Here’s why we love it:
- Quinoa, a whole grain, provides soluble and insoluble fiber to support digestive health and help maintain stable blood sugar levels.
- Fruits like avocado, blueberries, and cucumbers add additional fiber and vitamins, while avocado provides healthy fats and more fiber for satiety.
- Dressings like scallions, basil, and oregano offer a boost of flavor that makes this salad nice and healthy.
You can find the full recipe here: https://www.humnutrition.com/blog/summer-quinoa-salad-recipe/
Snickerdoodle Protein Baked Oatmeal
Simple swaps make it easy to add to your favorite dessert, just like these tasty snickerdoodle protein baked oat bars.
Here’s why we love it:
- Rolled oats are an excellent source of soluble fiber, perfect for those struggling with cravings.
- Ground flaxseed and almond butter add more fiber while providing healthy omega-3 fats.
- Provide a protein boost without the bloat thanks to HUM’s Core Strength Vanilla Protein Powder.

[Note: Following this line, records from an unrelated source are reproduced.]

//! # Geocode Module
//!
//! Durable coordinate→label cache in front of the external
//! reverse-geocoding collaborator, with bounded retries and graceful
//! degradation.
//!
//! ## Contract
//! `resolve` never fails: on a cache hit it returns the cached label;
//! on a miss it attempts the external lookup up to 3 times with a
//! fixed backoff, persists a success, and otherwise degrades to the
//! literal `Unknown_Location`. A failed lookup is never a
//! pipeline-halting condition.

mod provider;
mod store;

pub use provider::{Address, ReverseGeocoder};
pub use store::GeocodeStore;

use crate::core::metadata::Coordinates;
use crate::error::GeocodeError;
use serde::{Deserialize, Serialize};
use std::thread;
use std::time::Duration;
use tracing::{debug, warn};

/// Label substituted when geocoding fails or no coordinates exist
pub const UNKNOWN_LOCATION: &str = "Unknown_Location";

/// Lookup attempts per cache miss
const RETRY_ATTEMPTS: u32 = 3;

/// Fixed pause between lookup attempts
const RETRY_BACKOFF: Duration = Duration::from_secs(1);

/// A location label plus whether geocoding actually succeeded
#[derive(Debug, Clone, PartialEq, Eq, Serialize, Deserialize)]
pub struct ResolvedLocation {
    /// Human-readable place label
    pub label: String,
    /// True when the label came from the cache or a successful lookup
    pub found: bool,
}

impl ResolvedLocation {
    /// The degraded "no location" value
    pub fn unknown() -> Self {
        Self {
            label: UNKNOWN_LOCATION.to_string(),
            found: false,
        }
    }
}

/// Cache in front of a reverse-geocoding provider.
///
/// Owns the durable store for the run's duration.
pub struct GeocodeCache {
    provider: Box<dyn ReverseGeocoder>,
    store: GeocodeStore,
    attempts: u32,
    backoff: Duration,
}

impl GeocodeCache {
    /// Create a cache over a provider and an opened store
    pub fn new(provider: Box<dyn ReverseGeocoder>, store: GeocodeStore) -> Self {
        Self {
            provider,
            store,
            attempts: RETRY_ATTEMPTS,
            backoff: RETRY_BACKOFF,
        }
    }

    /// A cache with no provider behind it. Cache hits still resolve;
    /// every miss degrades to `Unknown_Location` without retrying.
    pub fn offline(store: GeocodeStore) -> Self {
        struct Offline;
        impl ReverseGeocoder for Offline {
            fn reverse(&self, _coordinates: Coordinates) -> Result<Address, GeocodeError> {
                Err(GeocodeError::Service(
                    "no geocoding provider configured".to_string(),
                ))
            }
        }

        Self::new(Box::new(Offline), store).with_retry_policy(1, Duration::ZERO)
    }

    /// Override the retry policy (tests use a zero backoff)
    pub fn with_retry_policy(mut self, attempts: u32, backoff: Duration) -> Self {
        self.attempts = attempts.max(1);
        self.backoff = backoff;
        self
    }

    /// Resolve coordinates to a location label. Total; never fails.
    pub fn resolve(&mut self, coordinates: Option<Coordinates>) -> ResolvedLocation {
        let Some(coordinates) = coordinates else {
            return ResolvedLocation::unknown();
        };

        let key = cache_key(coordinates);

        if let Some(label) = self.store.get(&key) {
            debug!(%key, label, "geocode cache hit");
            return ResolvedLocation {
                label: label.to_string(),
                found: true,
            };
        }

        match self.lookup_with_retry(coordinates) {
            Some(address) => {
                let label = address
                    .label()
                    .unwrap_or_else(|| UNKNOWN_LOCATION.to_string());

                // Persist before returning so the label stays stable
                // for the rest of the process and across runs
                if let Err(e) = self.store.insert(key, label.clone()) {
                    warn!(error = %e, "failed to persist geocode cache entry");
                }

                ResolvedLocation { label, found: true }
            }
            None => ResolvedLocation::unknown(),
        }
    }

    /// Number of entries currently in the durable store
    pub fn len(&self) -> usize {
        self.store.len()
    }

    /// Whether the durable store is empty
    pub fn is_empty(&self) -> bool {
        self.store.is_empty()
    }

    fn lookup_with_retry(&self, coordinates: Coordinates) -> Option<Address> {
        for attempt in 1..=self.attempts {
            match self.provider.reverse(coordinates) {
                Ok(address) => return Some(address),
                Err(e) => {
                    warn!(
                        attempt,
                        max_attempts = self.attempts,
                        error = %e,
                        "reverse-geocode attempt failed"
                    );
                    if attempt < self.attempts {
                        thread::sleep(self.backoff);
                    }
                }
            }
        }
        None
    }
}

/// Round a coordinate pair to 5 decimal places and stringify it
fn cache_key(coordinates: Coordinates) -> String {
    format!("{:.5},{:.5}", coordinates.latitude, coordinates.longitude)
}

#[cfg(test)]
mod tests {
    use super::*;
    use std::sync::atomic::{AtomicUsize, Ordering};
    use std::sync::Arc;

    /// Provider that counts calls and replays a scripted response
    struct ScriptedGeocoder {
        calls: Arc<AtomicUsize>,
        response: Result<Address, ()>,
        /// Fail this many times before the scripted response applies
        failures_first: usize,
    }

    impl ScriptedGeocoder {
        fn succeeding(address: Address) -> (Self, Arc<AtomicUsize>) {
            let calls = Arc::new(AtomicUsize::new(0));
            (
                Self {
                    calls: calls.clone(),
                    response: Ok(address),
                    failures_first: 0,
                },
                calls,
            )
        }

        fn failing() -> (Self, Arc<AtomicUsize>) {
            let calls = Arc::new(AtomicUsize::new(0));
            (
                Self {
                    calls: calls.clone(),
                    response: Err(()),
                    failures_first: 0,
                },
                calls,
            )
        }
    }

    impl ReverseGeocoder for ScriptedGeocoder {
        fn reverse(&self, _coordinates: Coordinates) -> Result<Address, GeocodeError> {
            let call = self.calls.fetch_add(1, Ordering::SeqCst);
            if call < self.failures_first {
                return Err(GeocodeError::Timeout);
            }
            match &self.response {
                Ok(address) => Ok(address.clone()),
                Err(()) => Err(GeocodeError::Service("unavailable".to_string())),
            }
        }
    }

    fn lincoln() -> Address {
        Address {
            city: Some("Lincoln".to_string()),
            country: Some("USA".to_string()),
            ..Default::default()
        }
    }

    fn coords() -> Coordinates {
        Coordinates {
            latitude: 40.8109,
            longitude: -96.6901,
        }
    }

    fn fast_cache(provider: Box<dyn ReverseGeocoder>) -> GeocodeCache {
        GeocodeCache::new(provider, GeocodeStore::in_memory())
            .with_retry_policy(3, Duration::ZERO)
    }

    #[test]
    fn no_coordinates_skips_external_call() {
        let (provider, calls) = ScriptedGeocoder::succeeding(lincoln());
        let mut cache = fast_cache(Box::new(provider));

        let resolved = cache.resolve(None);

        assert_eq!(resolved, ResolvedLocation::unknown());
        assert_eq!(calls.load(Ordering::SeqCst), 0);
    }

    #[test]
    fn successful_lookup_is_cached() {
        let (provider, calls) = ScriptedGeocoder::succeeding(lincoln());
        let mut cache = fast_cache(Box::new(provider));

        let first = cache.resolve(Some(coords()));
        assert_eq!(first.label, "Lincoln, USA");
        assert!(first.found);

        // Second lookup with the same rounded key: no new external call
        let second = cache.resolve(Some(coords()));
        assert_eq!(second.label, first.label);
        assert_eq!(calls.load(Ordering::SeqCst), 1);
    }

    #[test]
    fn nearby_coordinates_share_a_rounded_key() {
        let (provider, calls) = ScriptedGeocoder::succeeding(lincoln());
        let mut cache = fast_cache(Box::new(provider));

        cache.resolve(Some(Coordinates {
            latitude: 40.810900001,
            longitude: -96.690100002,
        }));
        cache.resolve(Some(Coordinates {
            latitude: 40.810900009,
            longitude: -96.690100008,
        }));

        assert_eq!(calls.load(Ordering::SeqCst), 1);
    }

    #[test]
    fn persistent_failure_degrades_to_unknown() {
        let (provider, calls) = ScriptedGeocoder::failing();
        let mut cache = fast_cache(Box::new(provider));

        let resolved = cache.resolve(Some(coords()));

        assert_eq!(resolved, ResolvedLocation::unknown());
        assert_eq!(calls.load(Ordering::SeqCst), 3);
        // Failures are never cached
        assert!(cache.is_empty());
    }

    #[test]
    fn transient_failure_is_retried() {
        let calls = Arc::new(AtomicUsize::new(0));
        let provider = ScriptedGeocoder {
            calls: calls.clone(),
            response: Ok(lincoln()),
            failures_first: 2,
        };
        let mut cache = fast_cache(Box::new(provider));

        let resolved = cache.resolve(Some(coords()));

        assert!(resolved.found);
        assert_eq!(calls.load(Ordering::SeqCst), 3);
    }

    #[test]
    fn cache_key_rounds_to_five_decimals() {
        let key = cache_key(Coordinates {
            latitude: 40.810936111,
            longitude: -96.690051234,
        });
        assert_eq!(key, "40.81094,-96.69005");
    }
}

You can find the full recipe here: https://www.humnutrition.com/blog/snickerdoodle-healthy-baked-oatmeal-recipe/
Soluble Versus Insoluble Fiber FAQs
- What is soluble fiber? Soluble fiber dissolves in water to form a gel-like substance and helps regulate blood sugar levels and lower cholesterol. It is found in foods such as oats, beans, fruits and vegetables.
- What is insoluble fiber? Insoluble fiber does not dissolve in water and helps add bulk to stool, promoting regular bowel movements. It is found in whole grains, nuts, seeds, and the skins of fruits and vegetables.
- What are the health benefits of soluble fiber? Soluble fiber can help lower cholesterol levels, improve blood sugar control, and promote feelings of satiety, which helps with weight management.
- What are the health benefits of insoluble fiber? Insoluble fiber helps with digestion, preventing constipation and supporting intestinal health, in addition to helping to reduce the risk of developing certain digestive disorders.
- How much fiber should I consume daily? The recommended daily intake of fiber is about 25 grams for women and 38 grams for men, but most people do not meet these recommendations. It is important to include a variety of fiber sources in your diet to ensure a balance of soluble and insoluble fiber.
Conclusion on Soluble Versus Insoluble Fiber
Whether your goal is regularity, reducing cravings, or achieving blood sugar balance, adding fiber to your diet is a simple step that can make a big difference. Enjoy the benefits of soluble and insoluble fiber by including a variety of fiber-rich foods such as fruits, vegetables, whole grains, and legumes.